The saponin monophosphoryl lipid A nanoparticle adjuvant induces dose-dependent HIV vaccine responses in non-human primates.

Abstract

The induction of durable protective immune responses is the main goal of prophylactic vaccines, and adjuvants play a role as drivers of such responses. Despite advances in vaccine strategies, a safe and effective HIV vaccine remains a significant challenge. The use of an appropriate adjuvant is crucial to the success of HIV vaccines.
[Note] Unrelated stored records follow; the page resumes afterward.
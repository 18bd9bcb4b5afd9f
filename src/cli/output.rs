//! Plain-text rendering of views.
//!
//! Every writer takes `&mut W: Write` so views can be captured in tests.

use std::io::{self, Write};

use crate::api::{Book, BookId, ClientError, Genre, Transaction, TransactionId, User};
use crate::catalog::BookForm;
use crate::format::{format_rupiah, format_timestamp};
use crate::transactions::PricedCart;
use crate::view::{Location, PageInfo, PageSlice};

pub(crate) fn io_error(error: &io::Error) -> ClientError {
    ClientError::Io {
        message: error.to_string(),
    }
}

/// Writes one line of text.
///
/// # Errors
///
/// Returns [`ClientError::Io`] when the writer fails.
pub fn write_line<W: Write>(writer: &mut W, text: &str) -> Result<(), ClientError> {
    writeln!(writer, "{text}").map_err(|error| io_error(&error))
}

/// Writes the location the user ended up at.
///
/// # Errors
///
/// Returns [`ClientError::Io`] when the writer fails.
pub fn write_location<W: Write>(writer: &mut W, location: &Location) -> Result<(), ClientError> {
    write_line(writer, "")?;
    write_line(writer, &format!("Location: {location}"))
}

/// Writes the visible page of the catalog.
///
/// # Errors
///
/// Returns [`ClientError::Io`] when the writer fails.
pub fn write_book_list<W: Write>(
    writer: &mut W,
    page: &PageSlice<&Book>,
    genres: &[Genre],
) -> Result<(), ClientError> {
    write_line(writer, "Books")?;
    if !genres.is_empty() {
        let names: Vec<String> = genres
            .iter()
            .map(|genre| format!("{} ({})", genre.name, genre.id))
            .collect();
        write_line(writer, &format!("Genres: {}", names.join(", ")))?;
    }
    write_line(writer, "")?;

    if page.items.is_empty() {
        write_line(writer, "  No books match.")?;
    }
    for book in &page.items {
        let genre = book
            .genre
            .as_ref()
            .map_or_else(String::new, |genre| format!(" [{}]", genre.name));
        let condition = book
            .condition
            .map_or_else(String::new, |condition| format!(" ({})", condition.as_str()));
        write_line(
            writer,
            &format!(
                "  #{} {} by {}{genre}{condition} · {} · {} in stock",
                book.id,
                book.title,
                book.writer,
                format_rupiah(book.price),
                book.stock
            ),
        )?;
    }
    write_page_footer(writer, &page.info, "books")
}

/// Writes the visible page of transactions.
///
/// # Errors
///
/// Returns [`ClientError::Io`] when the writer fails.
pub fn write_transaction_list<W: Write>(
    writer: &mut W,
    page: &PageSlice<&Transaction>,
) -> Result<(), ClientError> {
    write_line(writer, "Transactions")?;
    write_line(writer, "")?;
    if page.items.is_empty() {
        write_line(writer, "  No transactions match.")?;
    }
    for transaction in &page.items {
        write_line(
            writer,
            &format!(
                "  #{} {} · {} item(s) · {}",
                transaction.id,
                format_timestamp(transaction.created_at.as_ref()),
                transaction.items.len(),
                format_rupiah(transaction.total_amount)
            ),
        )?;
    }
    write_page_footer(writer, &page.info, "transactions")
}

fn write_page_footer<W: Write>(
    writer: &mut W,
    info: &PageInfo,
    noun: &str,
) -> Result<(), ClientError> {
    write_line(writer, "")?;
    write_line(
        writer,
        &format!(
            "Page {} of {} ({} {noun})",
            info.current_page(),
            info.total_pages(),
            info.total_items()
        ),
    )?;
    if info.is_out_of_range() {
        write_line(writer, "This page is past the last page.")?;
    } else if info.has_next() {
        write_line(writer, "More pages available.")?;
    }
    Ok(())
}

/// Writes every detail of a book.
///
/// # Errors
///
/// Returns [`ClientError::Io`] when the writer fails.
pub fn write_book_detail<W: Write>(writer: &mut W, book: &Book) -> Result<(), ClientError> {
    let published = book
        .published_on()
        .map(|date| date.format("%Y-%m-%d").to_string());

    write_line(writer, &format!("{} (#{})", book.title, book.id))?;
    write_line(writer, &format!("  Writer: {}", book.writer))?;
    write_optional(writer, "Publisher", book.publisher.as_deref())?;
    write_line(writer, &format!("  Price: {}", format_rupiah(book.price)))?;
    write_line(writer, &format!("  Stock: {}", book.stock))?;
    write_optional(
        writer,
        "Genre",
        book.genre.as_ref().map(|genre| genre.name.as_str()),
    )?;
    write_optional(writer, "ISBN", book.isbn.as_deref())?;
    write_optional(writer, "Published", published.as_deref())?;
    write_optional(
        writer,
        "Condition",
        book.condition.map(|condition| condition.as_str()),
    )?;
    write_optional(writer, "Description", book.description.as_deref())
}

fn write_optional<W: Write>(
    writer: &mut W,
    label: &str,
    value: Option<&str>,
) -> Result<(), ClientError> {
    value.map_or(Ok(()), |text| write_line(writer, &format!("  {label}: {text}")))
}

/// Writes the book form with the parameter name for each field.
///
/// # Errors
///
/// Returns [`ClientError::Io`] when the writer fails.
pub fn write_book_form<W: Write>(
    writer: &mut W,
    heading: &str,
    form: &BookForm,
) -> Result<(), ClientError> {
    write_line(writer, heading)?;
    for (name, value) in form.fields() {
        let shown = if value.is_empty() { "-" } else { value };
        write_line(writer, &format!("  {name:<17} {shown}"))?;
    }
    write_line(writer, "")?;
    write_line(writer, "Submit with --set 'field=value&field=value'.")
}

/// Writes one transaction with its lines.
///
/// # Errors
///
/// Returns [`ClientError::Io`] when the writer fails.
pub fn write_transaction_detail<W: Write>(
    writer: &mut W,
    transaction: &Transaction,
) -> Result<(), ClientError> {
    write_line(writer, &format!("Transaction #{}", transaction.id))?;
    write_line(
        writer,
        &format!("  Date: {}", format_timestamp(transaction.created_at.as_ref())),
    )?;
    write_optional(writer, "Buyer", transaction.buyer.as_ref().map(User::label))?;
    for item in &transaction.items {
        let title = item
            .title
            .as_deref()
            .or_else(|| item.book_id.as_ref().map(BookId::as_str))
            .unwrap_or("unknown book");
        write_line(
            writer,
            &format!(
                "  {} × {title} @ {} = {}",
                item.quantity,
                format_rupiah(item.unit_price),
                format_rupiah(item.line_total())
            ),
        )?;
    }
    write_line(
        writer,
        &format!("  Total: {}", format_rupiah(transaction.total_amount)),
    )
}

/// Writes the confirmation for a placed order.
///
/// # Errors
///
/// Returns [`ClientError::Io`] when the writer fails.
pub fn write_receipt<W: Write>(
    writer: &mut W,
    cart: &PricedCart,
    id: &TransactionId,
) -> Result<(), ClientError> {
    write_line(writer, &format!("Order #{id} placed"))?;
    for line in &cart.lines {
        write_line(
            writer,
            &format!(
                "  {} × {} = {}",
                line.quantity,
                line.book.title,
                format_rupiah(line.line_total())
            ),
        )?;
    }
    write_line(writer, &format!("  Subtotal: {}", format_rupiah(cart.subtotal)))
}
Here we assessed the saponin/MPLA nanoparticle (SMNP) adjuvant with an HIV envelope (Env) trimer, evaluating the safety and impact of multiple variables including adjuvant dose (16-fold dose range), immunization route, and adjuvant composition on the establishment of Env-specific memory T and B cell responses (TMem and BMem) and long-lived plasma cells in non-human primates (NHPs). Robust BMem were detected in all groups, but a 6-fold increase was observed in the highest SMNP dose group vs. the lowest dose group. Similarly, stronger vaccine responses were induced in the highest SMNP dose for CD40L+OX40+ CD4 TMem (11-fold), IFN-γ+ CD4 TMem (15-fold), IL21+ CD4 TMem (9-fold), circulating TFH (3.6-fold), bone marrow plasma cells (7-fold), and binding IgG (1.3-fold). Substantial tier-2 neutralizing antibodies were only observed in the higher SMNP dose groups. These investigations highlight the dose-dependent potency of SMNP in NHPs, which are relevant for human use and next-generation vaccines.